Football Club Bari 1908 verso il fallimento

Salvo un miracolo di chi sa chi la società F.C. Bari 1908 si avvia verso il fallimento. Il presidente Cosmo Giancaspro ha reso note le sue dimissioni. Andrea Radrizzani acquirente del Bari Calcio, insieme a Ferdinando Napoli, ha formalizzato la sua rinuncia: “Purtroppo il poco tempo disponibile per eseguire una diligence dettagliata e approfondita, consona a una operazione con un alto profilo di rischio, ci costringono a malincuore ad abbandonare questa idea e sfida. Auguriamo che la società possa essere salvata e restiamo disponibili a valutare future collaborazioni e investimenti” ha detto il patron del Leeds united in una nota.
Parole confermate da Napoli: “La ricapitalizzazione è saltata. Stamattina abbiamo richiesto a Giancaspro approfondimenti tecnici sulla situazione debitoria, richiesti dai consulenti inglesi: non abbiamo mai ricevuto al riguardo ulteriori informazioni. Abbiamo riscontrato problemi tecnici legati al bonifico dei nostri partner: non sarebbe arrivato in tempo per completare le operazioni necessarie all’acquisizione delle quote inoptate del Bari”.
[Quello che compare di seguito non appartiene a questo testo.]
//! SNMP GET client used to read the capacity scalars.
//!
//! Message encoding and the v3 user-based security model come from `snmp2`;
//! this module keeps owned copies of what the agent returned so that the rest
//! of the crate never borrows from a session buffer.

pub mod session;
#[cfg(test)]
mod testing;

use std::fmt;
use std::str::FromStr;
use std::time::Duration;
use thiserror::Error;

pub use session::Session;

/// An object identifier, e.g. `1.3.6.1.2.1.1.3.0`.
#[derive(Debug, Clone, PartialEq, Eq, Hash)]
pub struct Oid(Vec<u32>);

impl Oid {
    pub fn from_arcs(arcs: &[u32]) -> Self {
        Self(arcs.to_vec())
    }

    pub fn arcs(&self) -> &[u32] {
        &self.0
    }
}

impl fmt::Display for Oid {
    fn fmt(&self, f: &mut fmt::Formatter<'_>) -> fmt::Result {
        let mut first = true;
        for arc in &self.0 {
            if !first {
                f.write_str(".")?;
            }
            write!(f, "{arc}")?;
            first = false;
        }
        Ok(())
    }
}

#[derive(Debug, Error, PartialEq, Eq)]
#[error("invalid object identifier '{0}'")]
pub struct ParseOidError(String);

impl FromStr for Oid {
    type Err = ParseOidError;

    fn from_str(s: &str) -> Result<Self, Self::Err> {
        let trimmed = s.trim().trim_start_matches('.');
        let arcs = trimmed
            .split('.')
            .map(|arc| arc.parse::<u32>())
            .collect::<Result<Vec<_>, _>>()
            .map_err(|_| ParseOidError(s.to_string()))?;
        let valid = arcs.len() >= 2 && arcs[0] <= 2 && (arcs[0] == 2 || arcs[1] < 40);
        if !valid {
            return Err(ParseOidError(s.to_string()));
        }
        Ok(Self(arcs))
    }
}

/// A value bound to an OID in a varbind.
#[derive(Debug, Clone, PartialEq)]
pub enum Value {
    Integer(i64),
    OctetString(Vec<u8>),
    Null,
    Counter32(u32),
    Gauge32(u32),
    TimeTicks(u32),
    Counter64(u64),
    NoSuchObject,
    NoSuchInstance,
    EndOfMibView,
    /// Any other type; never a capacity.
    Other,
}

impl Value {
    /// The value as an unsigned count, if it carries one.
    ///
    /// Some agents publish large counters as decimal strings, so octet
    /// strings holding only digits are accepted too.
    pub fn as_u64(&self) -> Option<u64> {
        match self {
            Value::Integer(v) => u64::try_from(*v).ok(),
            Value::Counter32(v) | Value::Gauge32(v) | Value::TimeTicks(v) => Some(u64::from(*v)),
            Value::Counter64(v) => Some(*v),
            Value::OctetString(bytes) => std::str::from_utf8(bytes).ok()?.trim().parse().ok(),
            _ => None,
        }
    }

    pub fn is_exception(&self) -> bool {
        matches!(
            self,
            Value::NoSuchObject | Value::NoSuchInstance | Value::EndOfMibView
        )
    }
}

impl From<snmp2::Value<'_>> for Value {
    fn from(value: snmp2::Value<'_>) -> Self {
        match value {
            snmp2::Value::Integer(v) => Value::Integer(v),
            snmp2::Value::OctetString(bytes) => Value::OctetString(bytes.to_vec()),
            snmp2::Value::Null => Value::Null,
            snmp2::Value::Counter32(v) => Value::Counter32(v),
            snmp2::Value::Unsigned32(v) => Value::Gauge32(v),
            snmp2::Value::Timeticks(v) => Value::TimeTicks(v),
            snmp2::Value::Counter64(v) => Value::Counter64(v),
            snmp2::Value::NoSuchObject => Value::NoSuchObject,
            snmp2::Value::NoSuchInstance => Value::NoSuchInstance,
            snmp2::Value::EndOfMibView => Value::EndOfMibView,
            _ => Value::Other,
        }
    }
}

/// A varbind as returned by the agent.
pub type VarBind = (Oid, Value);

#[derive(Debug, Error)]
pub enum SnmpError {
    #[error("unable to resolve host '{host}': {source}")]
    Resolve {
        host: String,
        source: std::io::Error,
    },
    #[error("no address found for host '{0}'")]
    NoAddress(String),
    #[error("socket error: {0}")]
    Io(#[from] std::io::Error),
    #[error("no response from remote host '{host}' within {timeout:?}")]
    Timeout { host: String, timeout: Duration },
    #[error(transparent)]
    Oid(#[from] ParseOidError),
    #[error("received {status} error-status at index {index}")]
    ErrorStatus { status: &'static str, index: i64 },
    #[error("agent error: {0:?}")]
    Agent(snmp2::Error),
    #[error("session is closed")]
    Closed,
}

impl SnmpError {
    /// Whether the error came from a datagram that cannot be the answer to
    /// the request just sent: garbage, a foreign message, or a stale reply.
    pub fn is_stray(&self) -> bool {
        matches!(
            self,
            SnmpError::Agent(
                snmp2::Error::AsnParse
                    | snmp2::Error::AsnInvalidLen
                    | snmp2::Error::AsnWrongType
                    | snmp2::Error::AsnUnsupportedType
                    | snmp2::Error::AsnEof
                    | snmp2::Error::AsnIntOverflow
                    | snmp2::Error::UnsupportedVersion
                    | snmp2::Error::RequestIdMismatch
                    | snmp2::Error::CommunityMismatch
            )
        )
    }
}
pub mod capacity;

use crate::snmp::{self, Oid, SnmpError, VarBind};
use async_trait::async_trait;
use thiserror::Error;

/// Used and total capacity of one pool or cluster, as reported by the agent.
#[derive(Debug, Clone, Copy, PartialEq, Eq)]
pub struct CapacitySample {
    pub used: u64,
    pub total: u64,
}

impl CapacitySample {
    pub fn free(&self) -> u64 {
        self.total.saturating_sub(self.used)
    }

    /// Used capacity relative to the *free* capacity, in percent.
    ///
    /// `None` when nothing is free: either the agent reports no capacity at
    /// all or used has reached total.
    pub fn percent_used(&self) -> Option<f64> {
        match self.free() {
            0 => None,
            free => Some(self.used as f64 / free as f64 * 100.0),
        }
    }
}

/// The part of an SNMP session the fetcher needs.
#[async_trait]
pub trait MetricSession: Send {
    async fn get(&mut self, oid: &Oid) -> Result<Vec<VarBind>, SnmpError>;

    fn close(&mut self);
}

#[async_trait]
impl MetricSession for snmp::Session {
    async fn get(&mut self, oid: &Oid) -> Result<Vec<VarBind>, SnmpError> {
        snmp::Session::get(self, oid).await
    }

    fn close(&mut self) {
        snmp::Session::close(self);
    }
}

#[derive(Debug, Error)]
pub enum ProbeError {
    #[error("ERROR opening session: {0}")]
    Session(#[source] SnmpError),
    #[error("ERROR: {0}")]
    Query(#[source] SnmpError),
    #[error("{0}")]
    MissingBinding(&'static str),
    #[error("No answer from host")]
    Timeout,
}

#[cfg(test)]
mod tests {
    use super::*;

    #[test]
    fn percent_is_relative_to_free_capacity() {
        let sample = CapacitySample { used: 50, total: 100 };
        assert_eq!(sample.free(), 50);
        assert_eq!(sample.percent_used(), Some(100.0));

        let sample = CapacitySample { used: 0, total: 100 };
        assert_eq!(sample.percent_used(), Some(0.0));
    }

    #[test]
    fn nothing_free_has_no_percentage() {
        assert_eq!(CapacitySample { used: 0, total: 0 }.percent_used(), None);
        assert_eq!(CapacitySample { used: 100, total: 100 }.percent_used(), None);

        let overfull = CapacitySample { used: 120, total: 100 };
        assert_eq!(overfull.free(), 0);
        assert_eq!(overfull.percent_used(), None);
    }

    #[test]
    fn probe_errors_render_like_plugin_messages() {
        let err = ProbeError::Session(SnmpError::NoAddress("nas01".to_string()));
        assert!(err.to_string().starts_with("ERROR opening session: "));
        assert_eq!(
            ProbeError::MissingBinding("No cluster usage data").to_string(),
            "No cluster usage data"
        );
        assert_eq!(ProbeError::Timeout.to_string(), "No answer from host");
    }
}
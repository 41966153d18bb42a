//! Content-addressed storage of checked definitions.

pub mod codebase;
pub mod file;
pub mod store;

pub use codebase::{Added, Codebase, Error, Result};
pub use file::FileRepo;
pub use store::{MemRepo, NameRepo, Repo, Space, StoreError, StoreResult};
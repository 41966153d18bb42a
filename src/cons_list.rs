//! Persistent, prepend-only lists used as binder contexts.
//!
//! Pushing shares the tail, so a context extended in one branch of a
//! traversal is invisible to its siblings. Index 0 is the most recently
//! pushed element, which is exactly de Bruijn indexing.

use std::sync::Arc;

#[derive(Clone, PartialEq, Eq, Hash, Debug)]
pub enum ConsList<T> {
  Nil,
  Cons(T, Arc<ConsList<T>>, usize),
}

impl<T> Default for ConsList<T> {
  fn default() -> Self {
    ConsList::Nil
  }
}

struct ConsListIter<'a, T>(&'a ConsList<T>);

impl<'a, T> Iterator for ConsListIter<'a, T> {
  type Item = &'a T;
  fn next(&mut self) -> Option<Self::Item> {
    match self.0 {
      ConsList::Nil => None,
      ConsList::Cons(t, tail, _) => {
        self.0 = tail;
        Some(t)
      },
    }
  }
}

impl<T> ConsList<T> {
  pub fn new() -> Self {
    ConsList::Nil
  }

  /// Returns a new list with `t` in front; `self` is unchanged.
  #[inline]
  pub fn cons(&self, t: T) -> Self
  where
    T: Clone,
  {
    ConsList::Cons(t, Arc::new(self.clone()), self.len() + 1)
  }

  #[inline]
  pub fn len(&self) -> usize {
    match self {
      ConsList::Nil => 0,
      ConsList::Cons(.., len) => *len,
    }
  }

  #[inline]
  pub fn is_empty(&self) -> bool {
    matches!(self, ConsList::Nil)
  }

  #[inline]
  pub fn iter(&self) -> impl Iterator<Item = &T> {
    ConsListIter(self)
  }

  /// The element `idx` positions from the front.
  pub fn get(&self, idx: u64) -> Option<&T> {
    let idx = usize::try_from(idx).ok()?;
    if idx >= self.len() {
      return None;
    }
    self.iter().nth(idx)
  }

  /// The first element satisfying `pred`, with its distance from the front.
  pub fn find(&self, pred: impl Fn(&T) -> bool) -> Option<(u64, &T)> {
    self.iter().enumerate().find(|(_, t)| pred(t)).map(|(i, t)| (i as u64, t))
  }
}
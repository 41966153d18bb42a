//! The nameless core calculus: kinds, types and terms over de Bruijn
//! indices, their canonical encoding, the checker and the evaluator.

pub mod address;
pub mod env;
pub mod error;
pub mod kind;
pub mod machine;
pub mod serialize;
pub mod tc;
pub mod term;
pub mod typ;

pub use address::{Address, HashMismatch, check_hash};
pub use env::Env;
pub use error::{SerializeError, TcError};
pub use kind::Kind;
pub use machine::{ETerm, Machine, MachineError, Outcome, erase};
pub use tc::{TypeChecker, kindcheck, kindcheck_tdef, typecheck};
pub use term::Term;
pub use typ::{TCon, TDef, Type};
//! The hash environment: checked definitions known to this session.

use dashmap::DashMap;

use super::address::Address;
use super::kind::Kind;
use super::term::Term;
use super::typ::{TDef, Type};

/// A kind-checked type definition.
#[derive(Clone, Debug, PartialEq, Eq)]
pub struct TypeEntry {
  pub tdef: TDef,
  pub kind: Kind,
}

/// A type-checked term.
#[derive(Clone, Debug, PartialEq, Eq)]
pub struct TermEntry {
  pub term: Term,
  pub typ: Type,
}

/// Checked definitions indexed by content address.
///
/// Entries are inserted only after checking succeeds and are never replaced:
/// an address determines its content, so two writers racing on the same key
/// always carry equal entries and the first one wins.
#[derive(Debug, Default)]
pub struct Env {
  /// Type definitions: Address -> (definition, kind)
  pub types: DashMap<Address, TypeEntry>,
  /// Terms: Address -> (term, type)
  pub terms: DashMap<Address, TermEntry>,
}

impl Env {
  pub fn new() -> Self {
    Env { types: DashMap::new(), terms: DashMap::new() }
  }

  /// Record a checked type definition unless already present.
  pub fn insert_type(&self, addr: Address, tdef: TDef, kind: Kind) {
    self.types.entry(addr).or_insert(TypeEntry { tdef, kind });
  }

  /// Record a checked term unless already present.
  pub fn insert_term(&self, addr: Address, term: Term, typ: Type) {
    self.terms.entry(addr).or_insert(TermEntry { term, typ });
  }

  pub fn get_type(&self, addr: &Address) -> Option<TypeEntry> {
    self.types.get(addr).map(|r| r.clone())
  }

  pub fn get_term(&self, addr: &Address) -> Option<TermEntry> {
    self.terms.get(addr).map(|r| r.clone())
  }

  /// Kind of a stored type definition.
  pub fn type_kind(&self, addr: &Address) -> Option<Kind> {
    self.types.get(addr).map(|r| r.kind.clone())
  }

  /// Type of a stored term.
  pub fn term_type(&self, addr: &Address) -> Option<Type> {
    self.terms.get(addr).map(|r| r.typ.clone())
  }

  pub fn has_type(&self, addr: &Address) -> bool {
    self.types.contains_key(addr)
  }

  pub fn has_term(&self, addr: &Address) -> bool {
    self.terms.contains_key(addr)
  }

  pub fn type_count(&self) -> usize {
    self.types.len()
  }

  pub fn term_count(&self) -> usize {
    self.terms.len()
  }
}
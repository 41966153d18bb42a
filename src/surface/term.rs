//! Named terms.

use std::fmt;
use std::sync::Arc;

use crate::core::address::Address;
use crate::core::kind::Kind;

use super::typ::Type;

/// A term with named variables. Lambda parameters may omit their type when
/// the lambda is checked against a known function type.
#[derive(Clone, Debug, PartialEq, Eq, Hash)]
pub enum Term {
  Hash(Address),
  Var(String),
  App(Arc<Term>, Arc<Term>),
  Abs(String, Option<Type>, Arc<Term>),
  AppT(Arc<Term>, Type),
  AbsT(String, Kind, Arc<Term>),
  Pack(Address),
  Unpack(Address),
  /// `(term : type)`
  Ann(Arc<Term>, Type),
}

impl Term {
  pub fn var(name: impl Into<String>) -> Self {
    Term::Var(name.into())
  }

  pub fn app(f: Term, a: Term) -> Self {
    Term::App(Arc::new(f), Arc::new(a))
  }

  pub fn app_from(head: Term, args: impl IntoIterator<Item = Term>) -> Self {
    args.into_iter().fold(head, Term::app)
  }

  /// `λ(name : ty). body`
  pub fn abs(name: impl Into<String>, ty: Type, body: Term) -> Self {
    Term::Abs(name.into(), Some(ty), Arc::new(body))
  }

  /// `λname. body`, with the parameter type left to checking.
  pub fn lam(name: impl Into<String>, body: Term) -> Self {
    Term::Abs(name.into(), None, Arc::new(body))
  }

  pub fn app_t(f: Term, ty: Type) -> Self {
    Term::AppT(Arc::new(f), ty)
  }

  pub fn abs_t(name: impl Into<String>, kind: Kind, body: Term) -> Self {
    Term::AbsT(name.into(), kind, Arc::new(body))
  }

  pub fn ann(term: Term, ty: Type) -> Self {
    Term::Ann(Arc::new(term), ty)
  }

  fn fmt_arg(&self, f: &mut fmt::Formatter<'_>) -> fmt::Result {
    match self {
      Term::App(..) | Term::AppT(..) | Term::Abs(..) | Term::AbsT(..) => {
        write!(f, "({self})")
      },
      _ => write!(f, "{self}"),
    }
  }

  fn fmt_head(&self, f: &mut fmt::Formatter<'_>) -> fmt::Result {
    match self {
      Term::Abs(..) | Term::AbsT(..) => write!(f, "({self})"),
      _ => write!(f, "{self}"),
    }
  }
}

impl fmt::Display for Term {
  fn fmt(&self, f: &mut fmt::Formatter<'_>) -> fmt::Result {
    match self {
      Term::Hash(h) => write!(f, "#{h}"),
      Term::Var(n) => write!(f, "{n}"),
      Term::Pack(h) => write!(f, ">#{h}"),
      Term::Unpack(h) => write!(f, "<#{h}"),
      Term::App(fun, arg) => {
        fun.fmt_head(f)?;
        write!(f, " ")?;
        arg.fmt_arg(f)
      },
      Term::AppT(fun, ty) => {
        fun.fmt_head(f)?;
        match ty {
          Type::App(..) | Type::Forall(..) => write!(f, " @({ty})"),
          _ => write!(f, " @{ty}"),
        }
      },
      Term::Abs(name, None, body) => write!(f, "λ{name}. {body}"),
      Term::Abs(name, Some(ty), body) => write!(f, "λ({name} : {ty}). {body}"),
      Term::AbsT(name, kind, body) => write!(f, "Λ({name} : {kind}). {body}"),
      Term::Ann(term, ty) => write!(f, "({term} : {ty})"),
    }
  }
}
//! Kinds: `*` and function kinds over kinds.

use std::fmt;
use std::sync::Arc;

/// A kind. The only constant is `*`, the kind of inhabited types.
#[derive(Clone, Debug, PartialEq, Eq, Hash)]
pub enum Kind {
  /// `*`
  Star,
  /// `left -> right`
  Fun(Arc<Kind>, Arc<Kind>),
}

impl Kind {
  pub fn star() -> Self {
    Kind::Star
  }

  pub fn fun(left: Kind, right: Kind) -> Self {
    Kind::Fun(Arc::new(left), Arc::new(right))
  }

  /// Right-folds `[k1, k2, ..., kn]` into `k1 -> k2 -> ... -> kn`.
  /// An empty slice yields `*`.
  pub fn fun_from(kinds: &[Kind]) -> Self {
    let mut iter = kinds.iter().rev();
    match iter.next() {
      None => Kind::Star,
      Some(last) => {
        iter.fold(last.clone(), |acc, k| Kind::fun(k.clone(), acc))
      },
    }
  }

  /// Splits `k1 -> ... -> kn -> r` into `([k1, ..., kn], r)`.
  pub fn spine(&self) -> (Vec<&Kind>, &Kind) {
    let mut args = vec![];
    let mut curr = self;
    while let Kind::Fun(l, r) = curr {
      args.push(l.as_ref());
      curr = r.as_ref();
    }
    (args, curr)
  }

  /// Number of arguments before reaching the result kind.
  pub fn arity(&self) -> usize {
    match self {
      Kind::Star => 0,
      Kind::Fun(_, r) => 1 + r.arity(),
    }
  }

  pub fn is_fun(&self) -> bool {
    matches!(self, Kind::Fun(..))
  }
}

impl fmt::Display for Kind {
  fn fmt(&self, f: &mut fmt::Formatter<'_>) -> fmt::Result {
    match self {
      Kind::Star => write!(f, "*"),
      Kind::Fun(..) => {
        let (args, res) = self.spine();
        for arg in args {
          if arg.is_fun() {
            write!(f, "({arg}) -> ")?;
          } else {
            write!(f, "{arg} -> ")?;
          }
        }
        write!(f, "{res}")
      },
    }
  }
}

#[cfg(test)]
pub mod tests {
  use super::*;
  use crate::core::tests::next_case;
  use quickcheck::{Arbitrary, Gen};

  #[derive(Clone, Copy)]
  enum Case {
    Star,
    Fun,
  }

  pub fn arbitrary_kind(g: &mut Gen, depth: usize) -> Kind {
    let fun_weight = if depth == 0 { 0 } else { 30 };
    match next_case(g, &[(70, Case::Star), (fun_weight, Case::Fun)]) {
      Case::Star => Kind::Star,
      Case::Fun => Kind::fun(
        arbitrary_kind(g, depth - 1),
        arbitrary_kind(g, depth - 1),
      ),
    }
  }

  impl Arbitrary for Kind {
    fn arbitrary(g: &mut Gen) -> Self {
      arbitrary_kind(g, 4)
    }
  }

  #[test]
  fn fun_from_is_right_nested() {
    let k = Kind::fun_from(&[Kind::star(), Kind::star(), Kind::star()]);
    assert_eq!(
      k,
      Kind::fun(Kind::star(), Kind::fun(Kind::star(), Kind::star()))
    );
    assert_eq!(Kind::fun_from(&[]), Kind::star());
    assert_eq!(k.arity(), 2);
    assert_eq!(Kind::star().arity(), 0);
  }

  #[test]
  fn display() {
    let hk = Kind::fun(Kind::fun(Kind::star(), Kind::star()), Kind::star());
    assert_eq!(hk.to_string(), "(* -> *) -> *");
    let k = Kind::fun_from(&[Kind::star(), Kind::star(), Kind::star()]);
    assert_eq!(k.to_string(), "* -> * -> *");
  }
}
//! Named types and type definitions.

use std::fmt;
use std::sync::Arc;

use crate::core::address::Address;
use crate::core::kind::Kind;
use crate::core::typ::TCon;

/// A type with named variables.
#[derive(Clone, Debug, PartialEq, Eq, Hash)]
pub enum Type {
  Con(TCon),
  Hash(Address),
  Var(String),
  App(Arc<Type>, Arc<Type>),
  Forall(String, Kind, Arc<Type>),
}

impl Type {
  pub fn var(name: impl Into<String>) -> Self {
    Type::Var(name.into())
  }

  pub fn byte() -> Self {
    Type::Con(TCon::Byte)
  }

  pub fn app(f: Type, a: Type) -> Self {
    Type::App(Arc::new(f), Arc::new(a))
  }

  pub fn app_from(head: Type, args: impl IntoIterator<Item = Type>) -> Self {
    args.into_iter().fold(head, Type::app)
  }

  pub fn forall(name: impl Into<String>, kind: Kind, body: Type) -> Self {
    Type::Forall(name.into(), kind, Arc::new(body))
  }

  pub fn fun(a: Type, b: Type) -> Self {
    Type::app(Type::app(Type::Con(TCon::Fun), a), b)
  }

  /// `[t1, ..., tn]` into `t1 -> ... -> tn`, `None` for an empty slice.
  pub fn fun_from(ts: &[Type]) -> Option<Self> {
    let (last, init) = ts.split_last()?;
    Some(init.iter().rev().fold(last.clone(), |acc, t| Type::fun(t.clone(), acc)))
  }

  pub fn as_fun(&self) -> Option<(&Type, &Type)> {
    match self {
      Type::App(f, b) => match f.as_ref() {
        Type::App(c, a) if c.as_ref() == &Type::Con(TCon::Fun) => {
          Some((a.as_ref(), b.as_ref()))
        },
        _ => None,
      },
      _ => None,
    }
  }

  fn fmt_atom(&self, f: &mut fmt::Formatter<'_>) -> fmt::Result {
    match self {
      Type::App(..) | Type::Forall(..) => write!(f, "({self})"),
      _ => write!(f, "{self}"),
    }
  }
}

fn fmt_binder(f: &mut fmt::Formatter<'_>, name: &str, kind: &Kind) -> fmt::Result {
  write!(f, "({name} : {kind})")
}

impl fmt::Display for Type {
  fn fmt(&self, f: &mut fmt::Formatter<'_>) -> fmt::Result {
    if let Some((a, b)) = self.as_fun() {
      if a.as_fun().is_some() || matches!(a, Type::Forall(..)) {
        write!(f, "({a}) -> {b}")
      } else {
        write!(f, "{a} -> {b}")
      }
    } else {
      match self {
        Type::Con(c) => write!(f, "{c}"),
        Type::Hash(h) => write!(f, "#{h}"),
        Type::Var(n) => write!(f, "{n}"),
        Type::App(fun, arg) => {
          match fun.as_ref() {
            Type::App(..) => write!(f, "{fun}")?,
            _ => fun.fmt_atom(f)?,
          }
          write!(f, " ")?;
          arg.fmt_atom(f)
        },
        Type::Forall(name, kind, body) => {
          write!(f, "∀")?;
          fmt_binder(f, name, kind)?;
          write!(f, ". {body}")
        },
      }
    }
  }
}

/// A type definition with named parameters, the first outermost.
#[derive(Clone, Debug, PartialEq, Eq, Hash)]
pub struct TDef {
  pub params: Vec<(String, Kind)>,
  pub body: Type,
}

impl TDef {
  pub fn new(params: Vec<(String, Kind)>, body: Type) -> Self {
    TDef { params, body }
  }
}

impl fmt::Display for TDef {
  fn fmt(&self, f: &mut fmt::Formatter<'_>) -> fmt::Result {
    write!(f, "type")?;
    for (name, kind) in &self.params {
      write!(f, " ")?;
      fmt_binder(f, name, kind)?;
    }
    write!(f, " = {}", self.body)
  }
}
Questa la ricostruzione del fallimento dell’acquisizione del 68 per cento delle quote del Bari da parte di Napoli e Radrizzani che puntavano a dare una nuova solidità al club barese.
Radrizzani, Napoli e Giancaspro erano in contatto per definire le modalità di versamento dei 3 milioni di euro previsti dalla procedura di ricapitalizzazione.
Napoli avrebbe versato un bonifico di poco superiore ai 500mila euro. La restante parte l’avrebbe messa Radrizzani attraverso una procedura d’urgenza nel trasferimento del denaro.
L’operazione sembrava pronta. Compreso l’ultimo passaggio: le dimissioni di Giancaspro che i due nuovi acquirenti avevano chiesto prima di procedere con il versamento.
Domenica sera, dopo un lungo silenzio, si era sentita la voce ufficiale del presidente Giancaspro. Che aveva risposto all’invito del sindaco di Bari in Comune per la mattina di lunedì. “Sono da sabato – ha scritto Giancaspro – tra Roma Bologna e Milano per mettere a posto tutto il carteggio da presentare in FIGC entro domani alle 19:00 ai fini del reclamo per l’iscrizione della F.C Bari”.
Nella nota Giancaspro specifica anche di aver invitato Napoli a Roma “per discutere i dettagli di un’ipotetica operazione” e poi precisa nel dettaglio modalità e tempi della ricapitalizzazione annunciando anche che si sta predisponendo il ricorso alla Covisoc per iscrivere il club alla serie cadetta.
“Messa in sicurezza la società per il campionato, darò ampie spiegazioni a chi ha scritto e detto montagne di falsità e buttato fango su di me e sulla società, cosa che sicuramente non ha aiutato investitori qualificati, atteso che da quando sono presidente nessuna offerta o lettera d’intenti mi è stata mai sottoposta. Dopo aver investito oltre 16 milioni di euro, garantito personalmente linee di credito bancarie ed assicurative per oltre 4 milioni di euro, dico che chi ha gli attributi smetta di fare chiacchiere e rischi 3 milioni di euro per avere la maggioranza o totalità del club nel quale sono stati investiti soldi veri ed effettuato un risanamento a partire dal parco calciatori di proprietà”.
Poi conclude “amo il Bari più di prima e sono disposto a perdere tutto quello che ho investito, lo devo alla nostra maglia e ai tifosi che mi vogliono bene e sono tanti, sono quelli che non vanno in tv e non si fanno intervistare… come lo ero io prima del 21 giugno 2016 e spero di ritornare a farlo presto”.